Machine Learning Analysis of Physical Activity Data to Classify Postural Dysfunction

Abstract

Background: Machine learning (ML) analysis of biometric data in non-controlled environments is underexplored. Objective: To evaluate whether ML analysis of physical activity data can be employed to classify whether individuals have postural dysfunction in middle-aged and older individuals. Methods: A 1 week period of physical activity was measured by a waist-worn uni-axial accelerometer during the 2003–2004 National Health and Nutrition Examination Survey sampling period. Features of physical activity along with basic demographic information (42 variables) were paired with ML models to predict the success or failure of a standard 30 s modified Romberg test during which participants had their eyes closed and stood upon a 3-inch compliant surface.
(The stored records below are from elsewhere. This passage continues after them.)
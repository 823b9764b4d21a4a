//! The investment metrics pipeline.
//!
//! Every screen that shows parcel figures goes through [`compute`] so the
//! formula exists exactly once. Inputs that would divide by zero or carry a
//! non-finite value are rejected with [`MetricsError::DegenerateInput`]
//! instead of letting `Infinity`/`NaN` reach a display.

use parcel_map_investment_models::{CostAssumptions, InvestmentMetrics, PropertyInputs};

use crate::MetricsError;

/// Computes the metrics with the default [`CostAssumptions`].
///
/// # Errors
///
/// Returns [`MetricsError::DegenerateInput`] if the land area or usage
/// coefficient is zero, POT is outside `0..=100`, or any input is negative
/// or non-finite.
pub fn compute(inputs: &PropertyInputs) -> Result<InvestmentMetrics, MetricsError> {
    compute_with(inputs, &CostAssumptions::default())
}

/// Computes the metrics with explicit cost assumptions.
///
/// # Errors
///
/// Returns [`MetricsError::DegenerateInput`] if the land area or usage
/// coefficient is zero, POT is outside `0..=100`, any input is negative,
/// any input or assumption is non-finite, or any resulting figure
/// overflows.
pub fn compute_with(
    inputs: &PropertyInputs,
    assumptions: &CostAssumptions,
) -> Result<InvestmentMetrics, MetricsError> {
    require_finite("area", inputs.area_square_meters)?;
    require_finite("acquisition price", inputs.acquisition_price)?;
    require_finite("POT", inputs.pot)?;
    require_finite("CUT", inputs.cut)?;
    require_finite(
        "construction cost",
        assumptions.construction_cost_per_square_meter,
    )?;
    require_finite(
        "market selling price",
        assumptions.market_selling_price_per_square_meter,
    )?;
    require_finite("selling markup", assumptions.selling_markup)?;

    if inputs.area_square_meters <= 0.0 {
        return Err(degenerate(format!(
            "land area must be positive, got {}",
            inputs.area_square_meters
        )));
    }
    if inputs.acquisition_price < 0.0 {
        return Err(degenerate(format!(
            "acquisition price must not be negative, got {}",
            inputs.acquisition_price
        )));
    }
    if !(0.0..=100.0).contains(&inputs.pot) {
        return Err(degenerate(format!(
            "POT must be a percentage between 0 and 100, got {}",
            inputs.pot
        )));
    }
    if inputs.cut <= 0.0 {
        return Err(degenerate(format!(
            "usage coefficient is zero or negative (CUT {})",
            inputs.cut
        )));
    }

    let total_land = inputs.area_square_meters;
    let land_occupation = (inputs.pot / 100.0) * total_land;
    let usage_coefficient = inputs.cut * total_land;
    if usage_coefficient == 0.0 {
        return Err(degenerate("usage coefficient is zero".to_string()));
    }
    let unoccupied_land = total_land - land_occupation;
    let price_per_square_meter = inputs.acquisition_price / total_land;
    let construction_cost_per_square_meter = assumptions.construction_cost_per_square_meter;
    let total_construction_cost = construction_cost_per_square_meter * usage_coefficient;
    let total_investment_cost = total_construction_cost + inputs.acquisition_price;
    let selling_price_per_square_meter =
        (total_investment_cost * assumptions.selling_markup) / usage_coefficient;
    let market_selling_price_per_square_meter = assumptions.market_selling_price_per_square_meter;
    let profit_difference = market_selling_price_per_square_meter - selling_price_per_square_meter;

    let metrics = InvestmentMetrics {
        total_land,
        land_occupation,
        usage_coefficient,
        unoccupied_land,
        price_per_square_meter,
        construction_cost_per_square_meter,
        total_construction_cost,
        total_investment_cost,
        selling_price_per_square_meter,
        market_selling_price_per_square_meter,
        profit_difference,
    };

    // Finite inputs can still overflow.
    require_all_finite(&metrics)?;

    Ok(metrics)
}

fn require_all_finite(metrics: &InvestmentMetrics) -> Result<(), MetricsError> {
    for (field, value) in [
        ("total land", metrics.total_land),
        ("land occupation", metrics.land_occupation),
        ("usage coefficient", metrics.usage_coefficient),
        ("unoccupied land", metrics.unoccupied_land),
        ("price per square meter", metrics.price_per_square_meter),
        (
            "construction cost",
            metrics.construction_cost_per_square_meter,
        ),
        ("total construction cost", metrics.total_construction_cost),
        ("total investment cost", metrics.total_investment_cost),
        ("selling price", metrics.selling_price_per_square_meter),
        (
            "market selling price",
            metrics.market_selling_price_per_square_meter,
        ),
        ("profit difference", metrics.profit_difference),
    ] {
        require_finite(field, value)?;
    }
    Ok(())
}

fn require_finite(field: &str, value: f64) -> Result<(), MetricsError> {
    if value.is_finite() {
        Ok(())
    } else {
        Err(degenerate(format!("{field} is not a finite number ({value})")))
    }
}

fn degenerate(reason: String) -> MetricsError {
    MetricsError::DegenerateInput { reason }
}

#[cfg(test)]
mod tests {
    use super::*;

    fn close(actual: f64, expected: f64) {
        assert!(
            (actual - expected).abs() < 1e-9,
            "expected {expected}, got {actual}"
        );
    }

    fn reference_inputs() -> PropertyInputs {
        PropertyInputs {
            area_square_meters: 1000.0,
            acquisition_price: 100_000.0,
            pot: 15.0,
            cut: 0.2,
        }
    }

    #[test]
    fn reference_scenario() {
        let metrics = compute(&reference_inputs()).unwrap();

        close(metrics.total_land, 1000.0);
        close(metrics.land_occupation, 150.0);
        close(metrics.usage_coefficient, 200.0);
        close(metrics.unoccupied_land, 850.0);
        close(metrics.price_per_square_meter, 100.0);
        close(metrics.construction_cost_per_square_meter, 1000.0);
        close(metrics.total_construction_cost, 200_000.0);
        close(metrics.total_investment_cost, 300_000.0);
        close(metrics.selling_price_per_square_meter, 1950.0);
        close(metrics.market_selling_price_per_square_meter, 2800.0);
        close(metrics.profit_difference, 850.0);
    }

    #[test]
    fn repeated_calls_are_bit_identical() {
        let inputs = PropertyInputs {
            area_square_meters: 733.3,
            acquisition_price: 187_654.21,
            pot: 65.0,
            cut: 2.5,
        };
        let first = compute(&inputs).unwrap();
        for _ in 0..5 {
            let again = compute(&inputs).unwrap();
            assert_eq!(
                again.profit_difference.to_bits(),
                first.profit_difference.to_bits()
            );
            assert_eq!(again, first);
        }
    }

    #[test]
    fn zero_area_is_degenerate() {
        let inputs = PropertyInputs {
            area_square_meters: 0.0,
            ..reference_inputs()
        };
        assert!(matches!(
            compute(&inputs),
            Err(MetricsError::DegenerateInput { .. })
        ));
    }

    #[test]
    fn zero_cut_is_degenerate() {
        let inputs = PropertyInputs {
            cut: 0.0,
            ..reference_inputs()
        };
        assert!(matches!(
            compute(&inputs),
            Err(MetricsError::DegenerateInput { .. })
        ));
    }

    #[test]
    fn non_finite_and_negative_inputs_are_degenerate() {
        for inputs in [
            PropertyInputs {
                area_square_meters: f64::NAN,
                ..reference_inputs()
            },
            PropertyInputs {
                acquisition_price: f64::INFINITY,
                ..reference_inputs()
            },
            PropertyInputs {
                area_square_meters: -10.0,
                ..reference_inputs()
            },
            PropertyInputs {
                acquisition_price: -1.0,
                ..reference_inputs()
            },
            PropertyInputs {
                cut: -0.5,
                ..reference_inputs()
            },
        ] {
            assert!(compute(&inputs).is_err(), "{inputs:?} should be rejected");
        }
    }

    #[test]
    fn overflowing_inputs_are_degenerate() {
        let inputs = PropertyInputs {
            area_square_meters: f64::MAX,
            cut: 10.0,
            ..reference_inputs()
        };
        assert!(compute(&inputs).is_err());
    }

    #[test]
    fn pot_outside_percentage_range_is_degenerate() {
        for pot in [150.0, -20.0, 1e305] {
            let inputs = PropertyInputs {
                area_square_meters: 1e10,
                acquisition_price: 0.0,
                pot,
                cut: 0.2,
            };
            assert!(
                matches!(compute(&inputs), Err(MetricsError::DegenerateInput { .. })),
                "POT {pot} should be rejected"
            );
        }
    }

    #[test]
    fn pot_range_endpoints_are_allowed() {
        let empty = compute(&PropertyInputs {
            pot: 0.0,
            ..reference_inputs()
        })
        .unwrap();
        close(empty.land_occupation, 0.0);
        close(empty.unoccupied_land, 1000.0);

        let full = compute(&PropertyInputs {
            pot: 100.0,
            ..reference_inputs()
        })
        .unwrap();
        close(full.land_occupation, 1000.0);
        close(full.unoccupied_land, 0.0);
    }

    #[test]
    fn huge_area_overflowing_any_field_is_degenerate() {
        let inputs = PropertyInputs {
            area_square_meters: f64::MAX,
            acquisition_price: 0.0,
            pot: 100.0,
            cut: 0.2,
        };
        assert!(compute(&inputs).is_err());
    }

    #[test]
    fn zero_price_is_allowed() {
        let inputs = PropertyInputs {
            acquisition_price: 0.0,
            ..reference_inputs()
        };
        let metrics = compute(&inputs).unwrap();
        close(metrics.price_per_square_meter, 0.0);
        close(metrics.selling_price_per_square_meter, 1300.0);
    }

    #[test]
    fn custom_assumptions_replace_constants() {
        let assumptions = CostAssumptions {
            construction_cost_per_square_meter: 1200.0,
            market_selling_price_per_square_meter: 3000.0,
            selling_markup: 1.0,
        };
        let metrics = compute_with(&reference_inputs(), &assumptions).unwrap();
        close(metrics.total_construction_cost, 240_000.0);
        close(metrics.total_investment_cost, 340_000.0);
        close(metrics.selling_price_per_square_meter, 1700.0);
        close(metrics.profit_difference, 1300.0);
    }
}
//! Prefills parcel inputs from a listing's free-text description.
//!
//! Listings are scraped Romanian real-estate ads. The land area shows up
//! as `"<n> mp"` (square meters, with `.` as thousands separator) and the
//! street address, when present, follows an `Adresa postala:` label inside
//! HTML markup.

use std::sync::LazyLock;

use regex::Regex;

/// First integer immediately followed by `mp`.
static AREA_RE: LazyLock<Regex> =
    LazyLock::new(|| Regex::new(r"(?i)\b(\d+)\s*mp\b").expect("valid regex"));

/// Postal address label up to the next HTML tag.
static ADDRESS_RE: LazyLock<Regex> =
    LazyLock::new(|| Regex::new(r"(?i)Adresa postala:\s*([^<]+)").expect("valid regex"));

/// Extracts the land area in square meters from a listing description.
///
/// Dots between digits are thousands separators (`"1.500 mp"` is 1500).
/// Returns `None` when no `mp` figure is present.
#[must_use]
pub fn extract_area_square_meters(text: &str) -> Option<f64> {
    let cleaned = strip_digit_group_dots(text);
    let captures = AREA_RE.captures(&cleaned)?;
    let digits = captures.get(1)?.as_str();
    let area = digits.parse::<u64>().ok()?;

    #[allow(clippy::cast_precision_loss)]
    Some(area as f64)
}

/// Extracts the postal address following `Adresa postala:`.
#[must_use]
pub fn extract_postal_address(text: &str) -> Option<String> {
    let captures = ADDRESS_RE.captures(text)?;
    let address = captures.get(1)?.as_str().trim();
    if address.is_empty() {
        None
    } else {
        Some(address.to_string())
    }
}

/// Removes `.` characters that sit between two digits.
fn strip_digit_group_dots(text: &str) -> String {
    let chars: Vec<char> = text.chars().collect();
    let mut out = String::with_capacity(text.len());

    for (i, &c) in chars.iter().enumerate() {
        let between_digits = c == '.'
            && i > 0
            && chars[i - 1].is_ascii_digit()
            && chars.get(i + 1).is_some_and(char::is_ascii_digit);
        if !between_digits {
            out.push(c);
        }
    }

    out
}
Model performance was evaluated by area under the receiver operating characteristic curve (AUC-ROC), balanced accuracy, and F1-score. Results: The cohort was comprised of 1625 participants ≥40 years (median age 61, IQR 51–71). Approximately half (47%) were diagnosed with postural dysfunction having failed the binarized (pass/fail) scoring mechanism of the modified Romberg exam. Five ML models were trained on the classification task, achieving AUC values ranging from 0.67 to 0.73. The support vector machine (SVM) and a gradient-boosted model, XGBoost, achieved the highest AUC of 0.73 (SD 0.71–0.75). Age was the most important variable for SVM classification, followed by four features that evaluated accelerometer counts at various thresholds, including those delineating total, moderate, and moderate-vigorous activity. Conclusions: ML analysis of accelerometer-derived physical activity data to classify postural dysfunction in middle-aged and older individuals is feasible in real-world environments such as the home. Level of Evidence: 3 Laryngoscope, 133:3529–3533, 2023.